Catur Brata Penyepian berupa berdiam diri di dalam rumah sambil melaksanakan empat pantangan; tidak melakukan kegiatan (amati karya), tidak menyalakan lampu atau api (amati geni), tidak bepergian (amati lelungan), serta tidak mengadakan rekreasi, bersenang-senang atau hura-hura (amati lelanguan).
“Tapi kalau warga Bali yang melanggar, kami berikan sanksi. Sebab itu sudah kami anggap keblinger (keterlaluan),” kata Kadek Nanduryawan, saat dihubungi CNNIndonesia.com lewat telepon pada Kamis (15/3).
Pria yang saat ini membawahi 30 orang pecalang di Desa Adat Canggu ini menilai, jika masih ada wisatawan yang keluyuran di jalanan saat Nyepi, kesalahan sebenarnya ada pada pengelola penginapan.
Pasalnya, pihaknya sudah memberi surat edaran kepada pengelola penginapan terkait Catur Brata Penyepian. Minimal, wisatawan bisa berkegiatan di dalam komplek penginapan saja.
Namun, Kadek Nanduryawan, menambahkan ada pengecualian bagi wisatawan yang memiliki anak kecil, wisatawan lansia, dan yang sedang sakit.
Dispensasi itu terkait menyalakan lampu atau penerangan, meski cahayanya hanya boleh remang-remang.
Sebagai Pecalang, sudah pasti Kadek Nanduryawan, tak menjalani Catur Brata Penyepian bersama keluarganya di rumah. Ia mengaku sudah ikhlas mengenai kondisinya.
Tak berdiam diri di rumah bukan berarti ia bisa santai di jalanan. Justru ia harus tetap fokus disebabkan banyak warga dan wisatawan di Bali yang masih nekat keluar rumah saat Nyepi.

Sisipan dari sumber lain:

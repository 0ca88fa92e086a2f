//! File-backed credential storage.
//!
//! The value lives in [`CREDENTIAL_FILENAME`] inside one directory opened
//! through `cap_std`. Writes go to a staging file that is renamed over the
//! target, so readers never observe a partial document.

use std::io;
use std::path::{Path, PathBuf};

use cap_std::{ambient_authority, fs::Dir};
use uuid::Uuid;

use crate::domain::ports::{CredentialStorage, CredentialStorageError};

/// File name of the stored credential document.
pub const CREDENTIAL_FILENAME: &str = "tiktok-credential.json";

/// Stores the credential as a file in a capability-scoped directory.
#[derive(Debug)]
pub struct FileCredentialStorage {
    dir: Dir,
    path: PathBuf,
}

impl FileCredentialStorage {
    /// Open (creating when missing) `directory` for credential storage.
    ///
    /// # Examples
    /// ```
    /// use pixel_onboarding::domain::ports::CredentialStorage;
    /// use pixel_onboarding::outbound::credential_storage::FileCredentialStorage;
    ///
    /// let tmp = tempfile::tempdir().unwrap();
    /// let storage = FileCredentialStorage::open(tmp.path()).unwrap();
    /// storage.write("{}").unwrap();
    /// assert_eq!(storage.read().unwrap().as_deref(), Some("{}"));
    /// ```
    ///
    /// # Errors
    ///
    /// Returns [`CredentialStorageError::Io`] when the directory cannot be
    /// created or opened.
    pub fn open(directory: impl AsRef<Path>) -> Result<Self, CredentialStorageError> {
        let directory = directory.as_ref();
        Dir::create_ambient_dir_all(directory, ambient_authority())
            .map_err(|error| io_error(directory, &error))?;
        let dir = Dir::open_ambient_dir(directory, ambient_authority())
            .map_err(|error| io_error(directory, &error))?;
        Ok(Self {
            dir,
            path: directory.join(CREDENTIAL_FILENAME),
        })
    }

    /// Full path of the credential document.
    pub fn path(&self) -> &Path {
        &self.path
    }
}

impl CredentialStorage for FileCredentialStorage {
    fn read(&self) -> Result<Option<String>, CredentialStorageError> {
        match self.dir.read_to_string(CREDENTIAL_FILENAME) {
            Ok(contents) => Ok(Some(contents)),
            Err(error) if error.kind() == io::ErrorKind::NotFound => Ok(None),
            Err(error) => Err(io_error(&self.path, &error)),
        }
    }

    fn write(&self, value: &str) -> Result<(), CredentialStorageError> {
        let staging = format!(".{CREDENTIAL_FILENAME}.{}", Uuid::new_v4().simple());
        let staged = self
            .dir
            .write(&staging, value.as_bytes())
            .and_then(|()| self.dir.rename(&staging, &self.dir, CREDENTIAL_FILENAME));
        if let Err(error) = staged {
            let _cleanup = self.dir.remove_file(&staging);
            return Err(io_error(&self.path, &error));
        }
        Ok(())
    }

    fn remove(&self) -> Result<(), CredentialStorageError> {
        match self.dir.remove_file(CREDENTIAL_FILENAME) {
            Ok(()) => Ok(()),
            Err(error) if error.kind() == io::ErrorKind::NotFound => Ok(()),
            Err(error) => Err(io_error(&self.path, &error)),
        }
    }
}

fn io_error(path: &Path, error: &io::Error) -> CredentialStorageError {
    CredentialStorageError::io(format!("{}: {error}", path.display()))
}

#[cfg(test)]
mod tests {
    use rstest::{fixture, rstest};
    use tempfile::TempDir;

    use super::*;

    #[fixture]
    fn tmp() -> TempDir {
        tempfile::tempdir().expect("temp dir")
    }

    #[rstest]
    fn missing_file_reads_as_absent(tmp: TempDir) {
        let storage = FileCredentialStorage::open(tmp.path()).expect("open");
        assert_eq!(storage.read(), Ok(None));
    }

    #[rstest]
    fn written_value_survives_reopening(tmp: TempDir) {
        FileCredentialStorage::open(tmp.path())
            .expect("open")
            .write(r#"{"token":"tok_1","expiresAt":1}"#)
            .expect("write");

        let reopened = FileCredentialStorage::open(tmp.path()).expect("reopen");
        assert_eq!(
            reopened.read().expect("read").as_deref(),
            Some(r#"{"token":"tok_1","expiresAt":1}"#)
        );
        assert!(reopened.path().ends_with(CREDENTIAL_FILENAME));
    }

    #[rstest]
    fn overwrite_leaves_no_staging_files(tmp: TempDir) {
        let storage = FileCredentialStorage::open(tmp.path()).expect("open");
        storage.write("one").expect("first write");
        storage.write("two").expect("second write");

        let names: Vec<_> = std::fs::read_dir(tmp.path())
            .expect("list")
            .filter_map(Result::ok)
            .map(|entry| entry.file_name().to_string_lossy().into_owned())
            .collect();
        assert_eq!(names, vec![CREDENTIAL_FILENAME.to_owned()]);
        assert_eq!(storage.read(), Ok(Some("two".to_owned())));
    }

    #[rstest]
    fn remove_is_idempotent(tmp: TempDir) {
        let storage = FileCredentialStorage::open(tmp.path()).expect("open");
        storage.write("value").expect("write");
        storage.remove().expect("remove");
        storage.remove().expect("remove again");
        assert_eq!(storage.read(), Ok(None));
    }

    #[rstest]
    fn nested_directories_are_created(tmp: TempDir) {
        let nested = tmp.path().join("state").join("tiktok");
        let storage = FileCredentialStorage::open(&nested).expect("open nested");
        storage.write("value").expect("write");
        assert!(nested.join(CREDENTIAL_FILENAME).exists());
    }
}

Khususnya wisatawan asing, dikatakannya paling sering ‘kucing-kucingan’ dengan Pecalang. Bahkan mereka nekat datang ke upacara adat yang tertutup, hanya untuk sekadar mengambil foto atau video.
“Buat saya, wisatawan asing sekarang itu sudah kurang ajar. Mereka sering mengkadali aturan dan rambu-rambu yang sudah tertulis,” kata Kadek Nanduryawan.
Menjadi Pecalang adalah murni tugas sosial. Kadek Nanduryawan, tidak pernah bercita-cita menjadi Pecalang, tapi ia juga tidak bisa menolak mandat yang diberikan oleh warga ini. Baginya, menjadi Pecalang adalah sebuah kehormatan.
Terkait faktor ekonomi, menurut Kadek Nanduryawan, Pecalang tidak mendapat gaji apa lagi fasilitas seperti asuransi kesehatan. Pada hal Pecalang secara tidak langsung dituntut untuk selalu fit dalam menjalankan tugasnya.
Lagi-lagi ikhlas menjadi jawaban Kadek Nanduryawan, dan rekan-rekannya sesama Pecalang yang lain.
“Banyak teman yang harus mengatur jadwal kerja kantorannya, bahkan sampai dimarahi atasannya karena ia harus menjalankan tugas menjadi Pecalang,” ucap Kadek.
Saat ini, Kadek Nanduryawan, melanjutkan baru Bupati Badung yang sudah memberikan fasilitas berupa kendaran operasional untuk Pecalang. Ia berharap semoga ke depannya pemimpin daerah, dan pusat yang memerhatikan kondisi Pecalang.
Kadek Nanduryawan menjelaskan Pecalang sebenarnya tidak lebih ditakuti dari pada polisi. Tapi mungkin lebih disegani, khususnya oleh para wisatawan mancanegara, sebab kostumnya yang tradisional. Berbeda dengan polisi atau tentara yang seragamnya hampir sama di semua negara.
“Banyak turis asing yang bertanya tentang apa itu Pecalang, tugasnya apa saja, kepada kami. Kemudian setelah mereka tahu bahwa kami tidak digaji, dipilih oleh warga, menjaga kesakralan ritual agama, dan sebagainya, maka mereka semakin segan,” pungkas Kadek sambil tertawa.